Is the terminology different at Tor?

#12 ::: Holly Messinger ::: (view all by) ::: August 14, 2003, 02:51 PM:

It's not an unusual food, but it's an unusual recipe: chicken pot pie without celery in it, and with a real crust on top instead of canned biscuits.

I made this up a couple of years ago because I couldn't find one I liked.

#13 ::: trinker ::: (view all by) ::: August 14, 2003, 03:38 PM:

Oryto, my experience is the same as yours. This is a caret ^ and the others are angle brackets and curly braces, or curly brackets. These are square brackets [ ].

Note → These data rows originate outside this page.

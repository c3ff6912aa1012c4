//! No player is ever wiped off the board.

use super::Invariant;
use crate::game::GameState;

/// Invariant: every player has at least one piece.
pub struct AllPlayersPresentInvariant;

impl Invariant<GameState> for AllPlayersPresentInvariant {
    fn holds(state: &GameState) -> bool {
        state.counts().missing_player().is_none()
    }

    fn description() -> &'static str {
        "Every player keeps at least one piece"
    }
}
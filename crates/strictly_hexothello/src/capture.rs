//! Capture search.
//!
//! A run of pieces belonging to any player other than the mover is captured
//! when it lies between the placed piece and another of the mover's pieces.
//! A run that reaches an empty cell or the board edge is left alone.

use crate::board::Board;
use crate::types::{Cell, CellState, Direction, Player};
use tracing::instrument;

/// Cells that placing `player` at `position` would flip, across all six directions.
///
/// A single placement may capture in several directions at once, and a run
/// may mix pieces of both opponents.
#[instrument(level = "trace", skip(board))]
pub fn find_captures(board: &Board, position: Cell, player: Player) -> Vec<Cell> {
    Direction::ALL
        .into_iter()
        .flat_map(|direction| captures_in_direction(board, position, player, direction))
        .collect()
}

/// Cells flipped along one direction from `position`.
///
/// Empty when the walk hits an empty cell, leaves the board, or meets the
/// mover's own piece before any opponent.
pub fn captures_in_direction(
    board: &Board,
    position: Cell,
    player: Player,
    direction: Direction,
) -> Vec<Cell> {
    let mut run = Vec::new();
    let mut cursor = position.step(direction);

    loop {
        match board.get(cursor) {
            None | Some(CellState::Empty) => return Vec::new(),
            Some(CellState::Occupied(owner)) if owner == player => return run,
            Some(CellState::Occupied(_)) => {
                run.push(cursor);
                cursor = cursor.step(direction);
            }
        }
    }
}
//! First-class move types.
//!
//! A [`Move`] is the intent (who places where). A [`MoveReport`] is what
//! actually happened once the engine accepted it.

use crate::types::{Cell, Player};
use derive_getters::Getters;
use serde::{Deserialize, Serialize};
use tracing::instrument;

/// A player placing a piece on a cell.
#[derive(Debug, Clone, Copy, PartialEq, Eq, Hash, Serialize, Deserialize)]
pub struct Move {
    /// The player making the move.
    pub player: Player,
    /// The cell receiving the new piece.
    pub position: Cell,
}

impl Move {
    /// Creates a new move.
    #[instrument]
    pub fn new(player: Player, position: Cell) -> Self {
        Self { player, position }
    }
}

impl std::fmt::Display for Move {
    fn fmt(&self, f: &mut std::fmt::Formatter<'_>) -> std::fmt::Result {
        write!(f, "{} -> {}", self.player, self.position)
    }
}

/// Outcome of an accepted move.
#[derive(Debug, Clone, PartialEq, Eq, Getters, Serialize, Deserialize)]
pub struct MoveReport {
    /// The move that was applied.
    action: Move,
    /// Cells flipped to the mover.
    captured: Vec<Cell>,
    /// Players passed over because they had no legal move, in order.
    skipped: Vec<Player>,
    /// Player whose turn it is now.
    next_player: Player,
    /// History step recorded for this move, when history is enabled.
    step: Option<usize>,
}

impl MoveReport {
    pub(crate) fn new(
        action: Move,
        captured: Vec<Cell>,
        skipped: Vec<Player>,
        next_player: Player,
        step: Option<usize>,
    ) -> Self {
        Self {
            action,
            captured,
            skipped,
            next_player,
            step,
        }
    }
}
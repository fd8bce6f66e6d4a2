//! Session snapshots for save/resume.
//!
//! A snapshot carries the RNG position, so a restored session spawns
//! exactly the tiles the original would have.

use im::Vector;
use serde::{Deserialize, Serialize};

use super::state::{MoveRecord, Session, SessionPhase};
use crate::core::error::Result;
use crate::core::{GameRng, GameRngState, Grid, SessionConfig};

/// Everything needed to resume a session.
#[derive(Clone, Debug, PartialEq, Eq, Serialize, Deserialize)]
pub struct SessionSnapshot {
    pub grid: Grid,
    pub score: u64,
    pub phase: SessionPhase,
    pub moves: u32,
    pub rng: GameRngState,
    pub history: Vector<MoveRecord>,
}

impl SessionSnapshot {
    /// Encode with bincode.
    pub fn to_bytes(&self) -> Result<Vec<u8>> {
        Ok(bincode::serialize(self)?)
    }

    /// Decode bytes produced by [`to_bytes`](Self::to_bytes).
    ///
    /// The grid is re-validated on the way in.
    pub fn from_bytes(bytes: &[u8]) -> Result<Self> {
        Ok(bincode::deserialize(bytes)?)
    }
}

impl Session {
    /// Capture the current state.
    #[must_use]
    pub fn snapshot(&self) -> SessionSnapshot {
        SessionSnapshot {
            grid: self.grid,
            score: self.score,
            phase: self.phase,
            moves: self.moves,
            rng: self.rng.state(),
            history: self.history.clone(),
        }
    }

    /// Resume from a snapshot. The config's seed is kept for reference only;
    /// the RNG continues from the snapshot's position.
    #[must_use]
    pub fn restore(config: SessionConfig, snapshot: SessionSnapshot) -> Self {
        let history = if config.record_history {
            snapshot.history
        } else {
            Vector::new()
        };
        Self {
            config,
            grid: snapshot.grid,
            score: snapshot.score,
            phase: snapshot.phase,
            moves: snapshot.moves,
            rng: GameRng::from_state(&snapshot.rng),
            history,
        }
    }
}

#[cfg(test)]
mod tests {
    use super::*;
    use crate::core::{Direction, StoreError};

    fn advanced(seed: u64, turns: usize) -> Session {
        let mut session = Session::with_seed(seed);
        for i in 0..turns {
            session.play(Direction::ALL[i % 4]);
        }
        session
    }

    #[test]
    fn test_restore_continues_identically() {
        let mut original = advanced(42, 20);
        let mut restored = Session::restore(original.config().clone(), original.snapshot());

        assert_eq!(restored.grid(), original.grid());
        assert_eq!(restored.score(), original.score());
        assert_eq!(restored.move_count(), original.move_count());

        for i in 0..40 {
            let dir = Direction::ALL[(i * 3) % 4];
            assert_eq!(original.play(dir), restored.play(dir));
        }
        assert_eq!(restored.grid(), original.grid());
        assert_eq!(restored.history(), original.history());
    }

    #[test]
    fn test_bytes_round_trip() {
        let session = advanced(7, 15);
        let snapshot = session.snapshot();

        let bytes = snapshot.to_bytes().unwrap();
        let decoded = SessionSnapshot::from_bytes(&bytes).unwrap();
        assert_eq!(decoded, snapshot);
    }

    #[test]
    fn test_garbage_bytes_rejected() {
        let result = SessionSnapshot::from_bytes(&[0xFF; 3]);
        assert!(matches!(result, Err(StoreError::Encoding(_))));
    }

    #[test]
    fn test_restore_without_history() {
        let session = advanced(3, 10);
        let restored = Session::restore(SessionConfig::default().without_history(), session.snapshot());
        assert!(restored.history().is_empty());
        assert_eq!(restored.score(), session.score());
    }
}
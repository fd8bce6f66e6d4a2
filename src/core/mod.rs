//! Core types: grid, directions, RNG, configuration, errors.
//!
//! Everything the engine and the session share lives here. None of these
//! types know about sessions or scoring.

pub mod grid;
pub mod direction;
pub mod rng;
pub mod config;
pub mod error;

pub use grid::{is_valid_tile, Cell, Grid, Line, Rows, GRID_SIZE, MAX_TILE};
pub use direction::Direction;
pub use rng::{GameRng, GameRngState};
pub use config::SessionConfig;
pub use error::{GridError, StoreError};
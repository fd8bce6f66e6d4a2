//! # rust-2048
//!
//! The classic 4×4 sliding-tile merging puzzle as a library.
//!
//! ## Design Principles
//!
//! 1. **Pure Engine**: Moves, spawns and terminal checks are functions over
//!    a `Grid` value. They hold no state and never fail.
//!
//! 2. **One Primitive**: All four directions run `compact_and_merge_line`
//!    through an orientation step instead of four hand-written loops.
//!
//! 3. **Injected Randomness**: Spawns take an `Rng`; sessions own a seeded
//!    `GameRng`, so every game replays exactly from its seed.
//!
//! ## Modules
//!
//! - `core`: Grid, directions, RNG, configuration, errors
//! - `engine`: Line merge, moves, spawns, terminal detection
//! - `session`: Session controller, snapshots, best-score stores
//!
//! ```
//! use rust_2048::{Direction, Session};
//!
//! let mut session = Session::with_seed(42);
//! let mut turn = 0;
//! while !session.is_over() && turn < 50 {
//!     session.play(Direction::ALL[turn % 4]);
//!     turn += 1;
//! }
//! assert!(session.score() % 4 == 0);
//! ```

pub mod core;
pub mod engine;
pub mod session;

// Re-export commonly used types
pub use crate::core::{
    Direction, GameRng, GameRngState, Grid, GridError, Line, SessionConfig, StoreError, GRID_SIZE,
};

pub use crate::engine::{
    apply_move, compact_and_merge_line, insert_random_tile, is_terminal, spawn_tile, MoveOutcome,
    Spawn,
};

pub use crate::session::{
    BestScoreStore, FileBestScore, MemoryBestScore, MoveRecord, Session, SessionPhase,
    SessionSnapshot, TurnOutcome,
};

And Teresa, congratulations on finding recipes that make me flinch. Normally people post "bizarre and disgusting recipes" (fluffy mackerel puddding, f'rinstance) and I just think, "hmm....".

#14 ::: Sylvia Li ::: (view all by) ::: August 14, 2003, 07:09 PM:

The commonest error, I think, is to forget the closing tag because one gets distracted by the url, which is long and complicated, anyway, and gets in the way of visually double-checking that all the right structural pieces are there. So, what I do is type this first:

<a href="">link text</a>

Usually I want to paste the url in, anyway, so it's just a matter of positioning the cursor between the double quotes, and doing a paste.

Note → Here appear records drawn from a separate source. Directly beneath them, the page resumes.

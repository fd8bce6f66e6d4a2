//! Session controller: one game's grid, score and phase around the engine.
//!
//! - `state`: `Session`, `TurnOutcome`, `MoveRecord`, `SessionPhase`
//! - `snapshot`: save/resume with the RNG position
//! - `best`: `BestScoreStore` and its memory/file implementations

mod state;
mod snapshot;
mod best;

pub use state::{MoveRecord, Session, SessionPhase, TurnOutcome, STARTING_TILES};
pub use snapshot::SessionSnapshot;
pub use best::{BestScoreStore, FileBestScore, MemoryBestScore};
//! The line primitive every move is built from.

use crate::core::{Line, GRID_SIZE, MAX_TILE};

/// True if `a` and `b` combine into one tile.
///
/// Two `MAX_TILE` tiles have no representable sum, so they stay apart.
pub(crate) fn merges_with(a: u32, b: u32) -> bool {
    a != 0 && a == b && a < MAX_TILE
}

/// Slide one line toward index 0 and merge equal neighbours.
///
/// Zeros are dropped first, then the tiles are scanned left to right: an
/// equal pair becomes one tile of double value and the consumed tile is
/// skipped, so a tile merges at most once per call (`[2, 2, 2, 0]` gives
/// `[4, 2, 0, 0]`). A pair of `MAX_TILE` tiles does not merge. The result is
/// padded with zeros back to four cells.
///
/// Returns the new line and the sum of the tiles created by merges.
///
/// ```
/// use rust_2048::engine::compact_and_merge_line;
///
/// assert_eq!(compact_and_merge_line([2, 0, 2, 0]), ([4, 0, 0, 0], 4));
/// assert_eq!(compact_and_merge_line([2, 2, 2, 2]), ([4, 4, 0, 0], 8));
/// ```
#[must_use]
pub fn compact_and_merge_line(line: Line) -> (Line, u64) {
    let mut out = [0; GRID_SIZE];
    let mut len = 0;
    let mut points = 0;
    let mut pending: Option<u32> = None;

    for tile in line.into_iter().filter(|&v| v != 0) {
        match pending {
            Some(prev) if merges_with(prev, tile) => {
                let merged = prev << 1;
                out[len] = merged;
                len += 1;
                points += u64::from(merged);
                pending = None;
            }
            Some(prev) => {
                out[len] = prev;
                len += 1;
                pending = Some(tile);
            }
            None => pending = Some(tile),
        }
    }

    if let Some(prev) = pending {
        out[len] = prev;
    }

    (out, points)
}
//! The grid engine: pure functions over a [`Grid`](crate::core::Grid).
//!
//! - [`compact_and_merge_line`]: the single slide/merge primitive
//! - [`apply_move`]: runs the primitive over all four lines of a direction
//! - [`insert_random_tile`] / [`spawn_tile`]: seeded 2/4 spawns
//! - [`is_terminal`]: full grid with no adjacent equal pair
//!
//! Nothing here holds state or knows whether a game is over; that belongs
//! to [`Session`](crate::session::Session).

mod line;
mod moves;
mod spawn;
mod terminal;

pub use line::compact_and_merge_line;
pub use moves::{apply_move, can_move, legal_moves, MoveOutcome};
pub use spawn::{insert_random_tile, spawn_tile, Spawn, SPAWN_TWO_PROBABILITY};
pub use terminal::is_terminal;
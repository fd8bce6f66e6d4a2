//! Move directions.

use serde::{Deserialize, Serialize};
use std::str::FromStr;

use super::error::GridError;

/// The edge that tiles slide toward.
#[derive(Clone, Copy, Debug, PartialEq, Eq, Hash, Serialize, Deserialize)]
pub enum Direction {
    Up,
    Down,
    Left,
    Right,
}

impl Direction {
    /// All four directions in a fixed order.
    pub const ALL: [Direction; 4] = [
        Direction::Up,
        Direction::Down,
        Direction::Left,
        Direction::Right,
    ];

    /// Lowercase name, as accepted by `FromStr`.
    #[must_use]
    pub const fn name(self) -> &'static str {
        match self {
            Direction::Up => "up",
            Direction::Down => "down",
            Direction::Left => "left",
            Direction::Right => "right",
        }
    }
}

impl std::fmt::Display for Direction {
    fn fmt(&self, f: &mut std::fmt::Formatter<'_>) -> std::fmt::Result {
        f.write_str(self.name())
    }
}

/// Parses plain names (`up`, `left`, ...) and browser key names
/// (`ArrowUp`, `ArrowLeft`, ...), ignoring ASCII case.
impl FromStr for Direction {
    type Err = GridError;

    fn from_str(s: &str) -> Result<Self, Self::Err> {
        let lower = s.trim().to_ascii_lowercase();
        let name = lower.strip_prefix("arrow").unwrap_or(&lower);

        match name {
            "up" => Ok(Direction::Up),
            "down" => Ok(Direction::Down),
            "left" => Ok(Direction::Left),
            "right" => Ok(Direction::Right),
            _ => Err(GridError::UnknownDirection(s.to_string())),
        }
    }
}

#[cfg(test)]
mod tests {
    use super::*;

    #[test]
    fn test_parse_plain_names() {
        assert_eq!("up".parse::<Direction>(), Ok(Direction::Up));
        assert_eq!("DOWN".parse::<Direction>(), Ok(Direction::Down));
        assert_eq!(" left ".parse::<Direction>(), Ok(Direction::Left));
        assert_eq!("Right".parse::<Direction>(), Ok(Direction::Right));
    }

    #[test]
    fn test_parse_key_names() {
        assert_eq!("ArrowUp".parse::<Direction>(), Ok(Direction::Up));
        assert_eq!("ArrowDown".parse::<Direction>(), Ok(Direction::Down));
        assert_eq!("ArrowLeft".parse::<Direction>(), Ok(Direction::Left));
        assert_eq!("ArrowRight".parse::<Direction>(), Ok(Direction::Right));
    }

    #[test]
    fn test_parse_unknown() {
        assert_eq!(
            "Arrow".parse::<Direction>(),
            Err(GridError::UnknownDirection("Arrow".to_string()))
        );
        assert!("diagonal".parse::<Direction>().is_err());
    }

    #[test]
    fn test_display_round_trips() {
        for dir in Direction::ALL {
            assert_eq!(dir.to_string().parse::<Direction>(), Ok(dir));
        }
    }
}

#15 ::: lightning ::: (view all by) ::: August 15, 2003, 12:12 PM:

Does anybody actually eat stuff like this, or is it just "gross-out" humor?

#16 ::: Mary Kay ::: (view all by) ::: August 15, 2003, 01:07 PM:

lightning: Well there are people who drink beer floats (that's right ice cream in beer) so nothing would surprise me.

MKK

#17 ::: lightning ::: (view all by) ::: August 15, 2003, 05:17 PM:

Yeah, I remember the flap in college, the first time some people saw me putting ketchup on scrambled eggs at breakfast. (You mean everybody doesn't?)

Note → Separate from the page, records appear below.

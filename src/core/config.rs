//! Session configuration.
//!
//! The rules themselves are fixed (4×4 grid, 2/4 spawns, pairwise merges);
//! only how a session is driven is configurable.

use serde::{Deserialize, Serialize};

/// Session configuration parameters.
#[derive(Clone, Debug, PartialEq, Eq, Serialize, Deserialize)]
pub struct SessionConfig {
    /// Seed for the spawn RNG.
    /// Same seed and same moves produce the same game.
    pub seed: u64,

    /// Keep a per-move record (direction, gain, spawn) in the session.
    pub record_history: bool,
}

impl Default for SessionConfig {
    fn default() -> Self {
        Self {
            seed: 42,
            record_history: true,
        }
    }
}

impl SessionConfig {
    /// Create a new config with custom seed.
    #[must_use]
    pub fn with_seed(mut self, seed: u64) -> Self {
        self.seed = seed;
        self
    }

    /// Disable the move history.
    #[must_use]
    pub fn without_history(mut self) -> Self {
        self.record_history = false;
        self
    }
}
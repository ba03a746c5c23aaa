//! # Dispatch Errors
//!
//! A single error type flows through every layer of the dispatch core. Its
//! `Display` text is what ends up in front of the user when a job fails, so
//! each message says what to do next rather than what went wrong internally.

use thiserror::Error;

/// Errors produced while dispatching a job or maintaining the duplex channel.
///
/// The type is `Clone` because one failure (e.g. a dropped channel) is fanned
/// out to every job that was waiting on it.
#[derive(Debug, Error, Clone, PartialEq, Eq)]
pub enum DispatchError {
    /// The service failed its reachability check.
    #[error("Server is offline or waking up. Please try again in a moment.")]
    Offline,

    /// The duplex channel dropped while jobs were still outstanding.
    #[error("Connection lost before all images finished. Please run the menu again.")]
    ConnectionLost,

    /// Sends stay blocked after a channel loss until a new batch begins.
    #[error("Connection closed. Please run the menu again.")]
    SendsBlocked,

    /// No usable service address is configured.
    #[error("No service address configured. Please set the API URL.")]
    Unresolvable,

    /// The service processed the job and reported a failure.
    #[error("{0}")]
    Service(String),

    /// HTTP or channel I/O failed.
    #[error("Transport error: {0}")]
    Transport(String),

    /// The message could not be handed to the open channel.
    #[error("Send failed: {0}")]
    Send(String),

    /// An operation exceeded its absolute deadline.
    #[error("{0}-timeout")]
    Timeout(&'static str),

    /// A response or inbound message did not have the expected shape.
    #[error("Protocol error: {0}")]
    Protocol(String),
}

impl DispatchError {
    /// Whether the caller may reasonably retry the same job later.
    pub fn is_retryable(&self) -> bool {
        !matches!(self, DispatchError::Service(_) | DispatchError::Unresolvable)
    }
}

/// Convenience alias used across the crate.
pub type DispatchResult<T> = Result<T, DispatchError>;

Thing is, I've known a couple of people who like to try to gross people out like this. They never actually eat their concoctions (fruit salad with marshmallows, BBQ sauce, and horseradish is one I remember). They just make it and wave it around. (I remember my Starving Student days enough to be appalled at the waste of food.)

#18 ::: Teresa Nielsen Hayden ::: (view all by) ::: August 15, 2003, 08:56 PM:

Oryto, I keep seeing references to stuff in HTML being "in carets". If that's the term that's likeliest to be understood, I'll use it. (Unless I have a snotty preference for some other term, in which case the rest of the species is on its own.)

Sylvia, I frequently do the same thing, especially when I'm putting together one of my mega-links where every word in a phrase, or every syllable in a word, or every letter, is a separate link. (See Particles 04 August.)

Trinker: Thank you. It had the same effect on me.

Lightning, I'm sure those are real. People who were just making up gross combinations would make up different combinations, just like people who are inventing imaginary sexual kinks make up different kinds of kinks than the people who actually engage in them.

I'm equally appalled at the waste of food on an unfunny joke. They must never have gone without.

Mary Kay, imagine Guinness and good French vanilla ice cream. I don't know whether that's the combination they use, but I could see liking that one.

#19 ::: Bruce Arthurs ::: (view all by) ::: August 16, 2003, 12:18 AM:

I may regret admitting this, but the Spam Shake recipe actually sounds like it would be rather tasty.

On the other end of the spectrum... Teresa, could you share the recipe for Duke's Mixture? The jar you gave Hilde and me ran out many years ago, but I still remember what a wonderful seasoning it was.

#20 ::: Robert L ::: (view all by) ::: August 16, 2003, 05:11 AM:

Somehow all this reminds me of is a really clueless, inpoverished roommate years ago who looked in the neary bare cupboard and cooked up...oatmeal with sweet relish...

#21 ::: Xopher ::: (view all by) ::: August 16, 2003, 10:10 AM:

About the greater-than and less-than symbols' names: I always call them brokets (broke-its) myself. I'm not sure where I got this, but I'm sure I didn't make it up.

#22 ::: Teresa Nielsen Hayden ::: (view all by) ::: August 18, 2003, 10:22 PM:

Robert, I had a similar experience with someone who cooked up macaroni flavored with almond extract.

Bruce, forgive me, but I have not the least recollection of anything that goes by that name. What was it like? Do you remember anything that went into it?